Given a file with data like this (i.e. stores.dat file)
sid|storeNo|latitude|longitude
2|1|-28.03720000|153.42921670
9|2|-33.85090000|151.03274200
What would be a command to output the number of column names?
i.e. In the example above it would be 4. (number of pipe characters + 1 in the first line)
I was thinking something like:
awk '{ FS = "|" } ; { print NF}' stores.dat
but it returns all lines instead of just the first and for the first line it returns 1 instead of 4
awk -F'|' '{print NF; exit}' stores.dat
Just quit right after the first line.
This is a workaround (for me: I don't use awk very often):
Display the first row of the file containing the data, replace all pipes with newlines and then count the lines:
$ head -1 stores.dat | tr '|' '\n' | wc -l
Unless you're using spaces in there, you should be able to use | wc -w on the first line.
wc is "Word Count", which simply counts the words in the input file. If you send only one line, it'll tell you the amount of columns.
You could try
cat FILE | awk '{print NF}'
Perl solution similar to Mat's awk solution:
perl -F'\|' -lane 'print $#F+1; exit' stores.dat
I've tested this on a file with 1000000 columns.
If the field separator is whitespace (one or more spaces or tabs) instead of a pipe:
perl -lane 'print $#F+1; exit' stores.dat
If you have python installed you could try:
python -c 'import sys;f=open(sys.argv[1]);print len(f.readline().split("|"))' \
stores.dat
This is usually what I use for counting the number of fields:
head -n 1 file.name | awk -F'|' '{print NF; exit}'
select any row in the file (in the example below, it's the 2nd row) and count the number of columns, where the delimiter is a space:
sed -n 2p text_file.dat | tr ' ' '\n' | wc -l
Proper pure bash way
Simply counting columns in file
Under bash, you could simply:
IFS=\| read -ra headline <stores.dat
echo ${#headline[#]}
4
A lot quicker as without forks, and reusable as $headline hold the full head line. You could, for sample:
printf " - %s\n" "${headline[#]}"
- sid
- storeNo
- latitude
- longitude
Nota This syntax will drive correctly spaces and others characters in column names.

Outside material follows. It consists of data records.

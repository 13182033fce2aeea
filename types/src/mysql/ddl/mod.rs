//! MySQL DDL (Data Definition Language) entity types
//!
//! As in the other dialect modules, entities come in two flavours:
//!
//! - **`*Def` types** - const-friendly definitions using only `Copy` types
//! - **Runtime types** - `Cow<'static, str>` based, serde-capable
//!
//! [`FieldDescriptor`] is the input to the string-column rule engine; [`Column`],
//! [`Index`] and [`Table`] are what the schema driver renders with [`TableSql`].
//!
//! # Examples
//!
//! ```
//! use ddlkit_types::mysql::ddl::{Column, ColumnDef, TableDef, TableSql};
//!
//! let table = TableDef::new("notes").into_table();
//! let columns = [
//!     ColumnDef::new("notes", "id", "INT").primary_key().autoincrement().into_column(),
//!     Column::new("notes", "body", "MEDIUMTEXT"),
//! ];
//!
//! let sql = TableSql::new(&table).columns(&columns).create_table_sql();
//! assert!(sql.starts_with("CREATE TABLE `notes`"));
//! ```

use crate::alloc_prelude::*;

mod column;
mod field;
mod index;
pub mod sql;
mod table;

// Const-friendly definition types
pub use column::ColumnDef;
pub use field::{FieldDescriptor, IndexKind};
pub use table::TableDef;

// Runtime types
pub use column::Column;
pub use index::Index;
pub use table::Table;

// SQL generation
pub use sql::{TableSql, quote_ident};

#[cfg(feature = "serde")]
pub use crate::serde_helpers::{cow_from_string, cow_option_from_string};

// =============================================================================
// Naming Helpers
// =============================================================================

/// Generate a default name for a unique index
#[must_use]
pub fn name_for_unique(table: &str, columns: &[&str]) -> String {
    format!("{}_{}_unique", table, columns.join("_"))
}

/// Generate a default name for a non-unique index
#[must_use]
pub fn name_for_index(table: &str, columns: &[&str]) -> String {
    format!("{}_{}_idx", table, columns.join("_"))
}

Alternative: strong binary checking for max columns on each rows
What if some row do contain some extra columns?
This command will search for bigger line, counting separators:
tr -dc $'\n|' <stores.dat |wc -L
3
If there are max 3 separators, then there are 4 fields... Or if you consider:
each separator (|) is prepended by a Before and followed by an After, trimed to 1 letter by word:
tr -dc $'\n|' <stores.dat|sed 's/./b&a/g;s/ab/a/g;s/[^ab]//g'|wc -L
4
Counting columns in a CSV file
Under bash, you may use csv loadable plugins:
enable -f /usr/lib/bash/csv csv
IFS= read -r line <file.csv
csv -a fields <<<"$line"
echo ${#fields[#]}
4
For more infos, see How to parse a CSV file in Bash?.
Based on Cat Kerr response.
This command is working on solaris
awk '{print NF; exit}' stores.dat
you may try:
head -1 stores.dat | grep -o \| | wc -l